I believe this implies that devices should also be in D3 when the
system is in S5.

> 
> > 
> > > > Link: https://bugzilla.kernel.org/show_bug.cgi?id=219036
> > > > Signed-off-by: Kai-Heng Feng <kai.heng.feng@canonical.com>
> > > > ---
> > > >   drivers/pci/pci-driver.c | 8 ++++++++
> > > >   1 file changed, 8 insertions(+)
> > > > 
> > > > diff --git a/drivers/pci/pci-driver.c b/drivers/pci/pci-driver.c
> > > > index af2996d0d17f..4c6f66f3eb54 100644
> > > > --- a/drivers/pci/pci-driver.c
> > > > +++ b/drivers/pci/pci-driver.c
> > > > @@ -510,6 +510,14 @@ static void pci_device_shutdown(struct device *dev)
> > > >       if (drv && drv->shutdown)
> > > >           drv->shutdown(pci_dev);
> > > > +    /*
> > > > +     * If driver already changed device's power state, it can mean the
> > > > +     * wakeup setting is in place, or a workaround is used.
> > > > Hence keep it
> > > > +     * as is.
> > > > +     */
> > > > +    if (!kexec_in_progress && pci_dev->current_state == PCI_D0)
> > > > +        pci_prepare_to_sleep(pci_dev);
> > > > +
> > > >       /*
> > > >        * If this is a kexec reboot, turn off Bus Master bit on the
> > > >        * device to tell it to not continue to do DMA. Don't touch
> > > > -- 
> > > > 2.43.0
> > > > 
> > 
>
Kai-Heng Feng Oct. 4, 2024, 9:26 a.m.
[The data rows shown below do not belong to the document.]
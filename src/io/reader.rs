//! Parsing uploaded bytes with `lopdf`.

use lopdf::{Document, Object};

use crate::error::CodecError;
use crate::io::{LopdfWriter, PdfCodec, PdfDocument};

/// The `lopdf`-backed codec.
#[derive(Debug, Clone, Copy, Default)]
pub struct LopdfCodec;

impl LopdfCodec {
    /// Create a new codec.
    pub fn new() -> Self {
        Self
    }
}

impl PdfCodec for LopdfCodec {
    type Document = LopdfDocument;
    type Writer = LopdfWriter;

    fn parse(&self, bytes: &[u8]) -> Result<LopdfDocument, CodecError> {
        let mut inner = Document::load_mem(bytes).map_err(classify_load_error)?;
        strip_load_time_encryption(&mut inner);
        Ok(LopdfDocument { inner })
    }

    fn writer(&self) -> LopdfWriter {
        LopdfWriter::new()
    }
}

/// A document parsed by [`LopdfCodec`].
#[derive(Debug, Clone)]
pub struct LopdfDocument {
    inner: Document,
}

impl LopdfDocument {
    #[cfg(test)]
    pub(crate) fn document(&self) -> &Document {
        &self.inner
    }

    pub(crate) fn into_inner(self) -> Document {
        self.inner
    }
}

impl PdfDocument for LopdfDocument {
    fn is_encrypted(&self) -> bool {
        self.inner.is_encrypted()
    }

    fn decrypt(&mut self, password: &str) -> Result<(), CodecError> {
        self.inner
            .decrypt(password)
            .map_err(|e| CodecError::Encrypted(e.to_string()))
    }

    fn page_count(&self) -> usize {
        self.inner.get_pages().len()
    }
}

/// `load_mem` already opens encrypted files whose user password is empty:
/// objects come back decrypted and `encryption_state` is set, but the
/// `/Encrypt` trailer entry stays behind. Dropping it marks the document as
/// plain so it is never decrypted a second time.
fn strip_load_time_encryption(doc: &mut Document) {
    if doc.encryption_state.is_none() {
        return;
    }

    if let Some(Object::Reference(encrypt_id)) = doc.trailer.remove(b"Encrypt") {
        doc.objects.remove(&encrypt_id);
    }
}

/// Targets `lopdf::Error::Decryption` and `lopdf::Error::UnsupportedSecurityHandler`;
/// every other load failure means the bytes are not a usable PDF.
fn classify_load_error(err: lopdf::Error) -> CodecError {
    match err {
        lopdf::Error::Decryption(_) | lopdf::Error::UnsupportedSecurityHandler(_) => {
            CodecError::Encrypted(err.to_string())
        }
        other => CodecError::Malformed(other.to_string()),
    }
}
use clap::Parser;
use pdfmerge::cli::Cli;

#[tokio::main]
async fn main() {
    // A missing .env file is fine
    let _ = dotenvy::dotenv();

    let cli = Cli::parse();

    if let Err(e) = pdfmerge::run(cli).await {
        eprintln!("Error: {e}");
        std::process::exit(e.exit_code());
    }
}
UTC | #17
On 2024/10/4 12:33 PM, Chia-Lin Kao (AceLan) wrote:
> On Wed, Sep 11, 2024 at 02:38:20PM -0500, Mario Limonciello wrote:
>> On 9/11/2024 14:16, Mario Limonciello wrote:
>>> On 9/11/2024 14:05, Bjorn Helgaas wrote:
>>>> On Fri, Jul 12, 2024 at 02:24:11PM +0800, Kai-Heng Feng wrote:
>>>>> Some laptops wake up after poweroff when HP Thunderbolt Dock G4 is
>>>>> connected.
>>>>>
>>>>> The following error message can be found during shutdown:
>>>>> pcieport 0000:00:1d.0: AER: Correctable error message received
>>>>> from 0000:09:04.0
>>>>> pcieport 0000:09:04.0: PCIe Bus Error: severity=Correctable,
>>>>> type=Data Link Layer, (Receiver ID)
>>>>> pcieport 0000:09:04.0:   device [8086:0b26] error
>>>>> status/mask=00000080/00002000
>>>>> pcieport 0000:09:04.0:    [ 7] BadDLLP
>>>>>
>>>>> Calling aer_remove() during shutdown can quiesce the error message,
>>>>> however the spurious wakeup still happens.
>>>>>
>>>>> The issue won't happen if the device is in D3 before system shutdown, so
>>>>> putting device to low power state before shutdown to solve the issue.
>>>>>
>>>>> I don't have a sniffer so this is purely guesswork, however I believe
>>>>> putting device to low power state it's the right thing to do.
>>>>
>>>> My objection here is that we don't have an explanation of why this
>>>> should matter or a pointer to any spec language about this situation,
>>>> so it feels a little bit random.
>>>>
>>>> I suppose the problem wouldn't happen if AER interrupts were disabled?
>>>> We already do disable them in aer_suspend(), but maybe that's not used
>>>> in the shutdown path?
>>>>
>>>> My understanding is that .shutdown() should turn off device interrupts
>>>> and stop DMA.  So maybe we need an aer_shutdown() that disables
>>>> interrupts?
>>>>
>>>
>>> IMO I see this commit as two problems with the same solution.
>>>
>>> I don't doubt that cleaning up AER interrupts in the shutdown path would
>>> help AER messages, but you really don't "want" devices to be in D0 when
>>> the system is "off" because even if the system is off some rails are
>>> still active and the device might still be powered.
>>>
>>> A powered device could cause interrupts (IE a spurious wakeup).
>>
>> It's a bit of a stretch, but ACPI 7.4.2.5 and 7.4.2.6 are the closest
>> corollary to a spec I can find.
>>
>> "Devices states are compatible with the current Power Resource states. In
>> other words, all devices are in the D3 state when the system state is S4."
>>
>> https://uefi.org/htmlspecs/ACPI_Spec_6_4_html/07_Power_and_Performance_Mgmt/oem-supplied-system-level-control-methods.html
> Hi,
> 
> I'd like to revive this thread and support this description from the
> ACPI spec.
> 
> In ACPI 7.4.2.5, it states: "All devices are in the D3 state when the
> system state is S4," and in ACPI 7.4.2.6, it says: "The S5 state is
> similar to the S4 state except that OSPM does not save any context."
> 
> I believe this implies that devices should also be in D3 when the
> system is in S5.

Sorry for the belated response.

I think AceLan found a better explanation on why this patch is needed.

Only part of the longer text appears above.